The teddy comes from Madani’s reading of texts by paediatrician and psychoanalyst Donald Winnicott and the notion of the transitional object which the infant is supposed to use as a kind of separation tool, to navigate the space between themselves and their mother. It’s an idea Madani is suspicious of – “Why do we as mothers accept this notion that we need a transitional object?” – but here it becomes a tool, deliberately kitsch and disregarded by the bot which has no emotional capacity, for the mother (and us) to navigate this new digital world. But any attempts to get to know or connect with the bot are ultimately shown to be futile, which makes the teddy a tragic addition. “[The bot] has a space that is ambiguous and unknown to us,” says Madani, speaking of her paintings in which the robot is blurred out. “But it’s also nothing. It’s only like one plug away from losing it all, right?”

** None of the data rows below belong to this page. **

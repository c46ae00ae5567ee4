//! Main docrepo crate providing a generic CRUD repository service over document databases.
//!
//! This crate is the primary entry point for users of docrepo. It re-exports the core
//! types from the sub-crates, the `Entity` derive macro and the storage backends.
//!
//! # Features
//!
//! - **Generic repository service** - One [`RepositoryService`](service::RepositoryService)
//!   gives every entity type the same CRUD and mapping operations
//! - **Object mapping** - Registered or field-by-field conversion into view models
//! - **Multiple backends** - In-memory and MongoDB collection handles behind one trait
//! - **Uniform errors** - Persistence failures surface as one internal error kind
//!
//! # Quick Start
//!
//! ```ignore
//! use docrepo::{prelude::*, memory::InMemoryStore};
//! use serde::{Serialize, Deserialize};
//! use std::sync::Arc;
//!
//! #[derive(Debug, Clone, Serialize, Deserialize, Entity)]
//! pub struct User {
//!     #[serde(rename = "_id", skip_serializing_if = "Option::is_none")]
//!     pub id: Option<DocumentKey>,
//!     pub name: String,
//! }
//!
//! #[derive(Debug, Deserialize)]
//! pub struct UserVm {
//!     pub name: String,
//! }
//!
//! #[tokio::main]
//! async fn main() -> Result<(), ServiceError> {
//!     let store = InMemoryStore::new();
//!     let users = RepositoryService::<User, _>::from_store(&store, Arc::new(Mapper::new()));
//!
//!     let alice = users.create(User { id: None, name: "Alice".into() }).await?;
//!     let id = alice.id.map(|key| key.to_hex()).unwrap_or_default();
//!
//!     let found = users.find_by_id(&id).await?;
//!     let names = users.find_all(Filter::eq("name", "Alice")).await?;
//!     let view = users.map::<User, UserVm>(alice).await?;
//!
//!     users.clear_collection(Filter::all()).await?;
//!
//!     Ok(())
//! }
//! ```
//!
//! # Backends
//!
//! - [`memory`] - Fast in-memory storage for development and testing
//! - `mongodb` - Persistent MongoDB backend (requires the `mongodb` feature)

#[allow(unused_extern_crates)]
extern crate self as docrepo;

pub mod prelude;

pub use docrepo_core::{database, entity, error, filter, handle, key, mapper, service};
pub use docrepo_macros::Entity;

// Re-export BSON types for convenience
pub use bson;

/// In-memory storage backend implementations.
pub mod memory {
    pub use docrepo_memory::{InMemoryCollection, InMemoryStore, InMemoryStoreBuilder};
}

/// MongoDB storage backend implementations.
///
/// This module is only available when the `mongodb` feature is enabled.
#[cfg(feature = "mongodb")]
pub mod mongodb {
    pub use docrepo_mongodb::{MongoDbCollection, MongoDbStore, MongoDbStoreBuilder};
}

Tala Madani D.B.W.A.S.M. (Teddy Blur), 2025. Courtesy the artist and Pilar Corrias, London.
Tala MadaniD.B.W.A.S.M. (Familial), 2025. Courtesy the artist and Pilar Corrias, London.
As Madani points out, her Shit Mom paintings have never sat as easily within humour as her depictions of men and penises (a couple of giant dicks also appear in the show at Pilar Corrias) because they are too tied up with the history of women’s repression, but this latest series has a decidedly more melancholic edge.
In the animation Shit Mom Ascending, a reference to both Muybridge and Duchamp who borrowed Muybridge’s imagery to create Nude Descending a Staircase, Shit Mom is stuck, continuously going up and up, without ever reaching a destination. It’s a comment on the societal pressure to continually progress and improve ourselves (Madani was thinking, among other things, of Hilary Clinton talking about ‘breaking the glass ceiling’ throughout her presidential campaign). By the end of the animation, Shit Mom decides ‘fuck this’ and breaks the loop by sliding down the banister. It’s silly, joyous, and in the face of AI bots and all the other weird and devastating stuff we’re having to contend with right now, refreshingly human.
Tala Madani, Shit Mom Ascending a Staircase, 2025. Courtesy the artist and Pilar Corrias, London.
Tala Madani, 'Daughter B.W.A.S.M.', until 17th January 2026.